- [What is expected]: Look in the material below for the line holding "use std::collections::BTreeMap;". Set it down exactly, with each later line up to and including the line holding "pub const BIOLOGICAL_ELEMENTS: [&str;".

- [Source records]:
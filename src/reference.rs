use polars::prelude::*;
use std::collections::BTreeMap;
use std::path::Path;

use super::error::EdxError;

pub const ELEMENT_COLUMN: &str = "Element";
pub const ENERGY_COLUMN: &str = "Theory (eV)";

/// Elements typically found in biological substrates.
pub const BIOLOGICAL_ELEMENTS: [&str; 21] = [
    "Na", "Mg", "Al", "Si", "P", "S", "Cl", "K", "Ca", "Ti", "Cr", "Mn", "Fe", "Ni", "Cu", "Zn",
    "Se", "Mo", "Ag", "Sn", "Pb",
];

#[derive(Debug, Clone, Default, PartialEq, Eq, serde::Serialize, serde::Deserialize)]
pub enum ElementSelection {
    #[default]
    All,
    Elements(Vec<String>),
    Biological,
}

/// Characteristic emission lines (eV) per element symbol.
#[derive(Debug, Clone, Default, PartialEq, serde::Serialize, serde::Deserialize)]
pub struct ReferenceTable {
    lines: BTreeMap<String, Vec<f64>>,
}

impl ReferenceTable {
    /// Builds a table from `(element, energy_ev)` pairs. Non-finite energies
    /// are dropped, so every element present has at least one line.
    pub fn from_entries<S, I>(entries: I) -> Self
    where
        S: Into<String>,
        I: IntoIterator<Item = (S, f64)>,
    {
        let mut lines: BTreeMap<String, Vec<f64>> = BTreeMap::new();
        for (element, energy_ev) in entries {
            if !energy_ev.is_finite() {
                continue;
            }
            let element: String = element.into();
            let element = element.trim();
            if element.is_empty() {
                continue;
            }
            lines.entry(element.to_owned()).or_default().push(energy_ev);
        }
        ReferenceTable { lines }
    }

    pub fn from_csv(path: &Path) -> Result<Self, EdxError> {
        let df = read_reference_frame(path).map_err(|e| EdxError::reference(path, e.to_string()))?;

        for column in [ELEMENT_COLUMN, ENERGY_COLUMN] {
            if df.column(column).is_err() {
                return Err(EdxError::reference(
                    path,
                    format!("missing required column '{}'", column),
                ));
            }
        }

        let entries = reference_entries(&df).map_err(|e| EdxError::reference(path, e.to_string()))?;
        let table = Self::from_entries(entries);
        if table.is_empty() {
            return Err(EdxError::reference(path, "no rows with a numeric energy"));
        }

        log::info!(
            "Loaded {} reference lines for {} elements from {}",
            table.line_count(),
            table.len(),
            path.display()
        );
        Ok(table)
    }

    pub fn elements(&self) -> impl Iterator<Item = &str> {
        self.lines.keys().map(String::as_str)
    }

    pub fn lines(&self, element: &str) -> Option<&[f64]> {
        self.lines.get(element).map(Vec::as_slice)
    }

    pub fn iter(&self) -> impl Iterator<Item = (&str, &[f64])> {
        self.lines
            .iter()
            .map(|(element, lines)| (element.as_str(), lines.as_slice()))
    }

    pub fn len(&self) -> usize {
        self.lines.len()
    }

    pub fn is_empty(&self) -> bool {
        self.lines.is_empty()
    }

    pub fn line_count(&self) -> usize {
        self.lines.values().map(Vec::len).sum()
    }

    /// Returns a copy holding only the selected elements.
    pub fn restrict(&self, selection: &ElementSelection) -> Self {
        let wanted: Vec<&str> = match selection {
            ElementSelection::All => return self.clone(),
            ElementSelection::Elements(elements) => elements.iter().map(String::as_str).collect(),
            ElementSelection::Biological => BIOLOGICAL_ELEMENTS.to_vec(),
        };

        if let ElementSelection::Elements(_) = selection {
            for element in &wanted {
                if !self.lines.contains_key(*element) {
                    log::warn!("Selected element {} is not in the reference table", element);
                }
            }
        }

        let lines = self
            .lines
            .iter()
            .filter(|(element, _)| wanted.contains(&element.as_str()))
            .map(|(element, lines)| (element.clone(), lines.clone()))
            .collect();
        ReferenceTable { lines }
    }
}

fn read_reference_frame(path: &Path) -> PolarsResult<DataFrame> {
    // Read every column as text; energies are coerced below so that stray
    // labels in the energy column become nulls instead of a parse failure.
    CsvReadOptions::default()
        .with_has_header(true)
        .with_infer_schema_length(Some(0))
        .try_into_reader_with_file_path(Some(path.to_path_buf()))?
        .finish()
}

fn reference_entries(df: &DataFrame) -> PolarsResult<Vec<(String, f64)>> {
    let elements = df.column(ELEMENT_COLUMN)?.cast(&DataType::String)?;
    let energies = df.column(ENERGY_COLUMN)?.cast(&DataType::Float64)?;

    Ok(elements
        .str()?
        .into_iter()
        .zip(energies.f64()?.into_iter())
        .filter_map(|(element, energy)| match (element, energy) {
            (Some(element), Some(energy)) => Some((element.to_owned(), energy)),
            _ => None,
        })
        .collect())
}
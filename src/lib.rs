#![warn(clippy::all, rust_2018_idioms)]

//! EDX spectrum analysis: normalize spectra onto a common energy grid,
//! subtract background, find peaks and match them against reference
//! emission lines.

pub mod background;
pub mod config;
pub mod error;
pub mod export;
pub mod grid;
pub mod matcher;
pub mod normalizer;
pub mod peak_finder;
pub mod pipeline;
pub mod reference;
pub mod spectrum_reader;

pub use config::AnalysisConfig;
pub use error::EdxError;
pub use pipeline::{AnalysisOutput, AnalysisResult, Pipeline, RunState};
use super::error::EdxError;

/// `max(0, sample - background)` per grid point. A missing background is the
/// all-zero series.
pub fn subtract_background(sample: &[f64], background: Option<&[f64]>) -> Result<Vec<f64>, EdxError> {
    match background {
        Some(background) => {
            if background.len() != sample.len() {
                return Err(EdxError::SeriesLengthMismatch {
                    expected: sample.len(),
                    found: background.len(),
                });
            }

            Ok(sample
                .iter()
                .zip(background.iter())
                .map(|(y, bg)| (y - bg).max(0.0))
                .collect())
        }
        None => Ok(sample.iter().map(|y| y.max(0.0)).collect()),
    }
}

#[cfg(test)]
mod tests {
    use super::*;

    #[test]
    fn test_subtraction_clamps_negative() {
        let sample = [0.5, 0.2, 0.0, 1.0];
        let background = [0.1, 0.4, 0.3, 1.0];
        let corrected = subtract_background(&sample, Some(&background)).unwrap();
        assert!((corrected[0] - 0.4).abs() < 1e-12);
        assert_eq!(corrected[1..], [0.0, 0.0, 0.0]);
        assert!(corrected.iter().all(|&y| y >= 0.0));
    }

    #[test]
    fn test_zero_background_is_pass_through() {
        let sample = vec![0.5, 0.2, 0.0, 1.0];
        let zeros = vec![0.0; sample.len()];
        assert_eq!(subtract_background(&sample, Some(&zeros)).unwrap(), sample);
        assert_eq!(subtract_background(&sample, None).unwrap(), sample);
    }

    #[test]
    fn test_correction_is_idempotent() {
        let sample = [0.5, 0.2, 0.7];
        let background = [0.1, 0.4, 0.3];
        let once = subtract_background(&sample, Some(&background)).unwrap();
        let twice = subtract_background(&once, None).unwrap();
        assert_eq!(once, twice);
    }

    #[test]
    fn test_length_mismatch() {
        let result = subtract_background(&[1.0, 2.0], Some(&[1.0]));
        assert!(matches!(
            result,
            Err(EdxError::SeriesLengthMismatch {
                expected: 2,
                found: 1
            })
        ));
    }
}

- [Solved exercise]:
use std::collections::BTreeMap;
use std::path::Path;

use super::error::EdxError;

pub const ELEMENT_COLUMN: &str = "Element";
pub const ENERGY_COLUMN: &str = "Theory (eV)";

/// Elements typically found in biological substrates.
pub const BIOLOGICAL_ELEMENTS: [&str; 21] = [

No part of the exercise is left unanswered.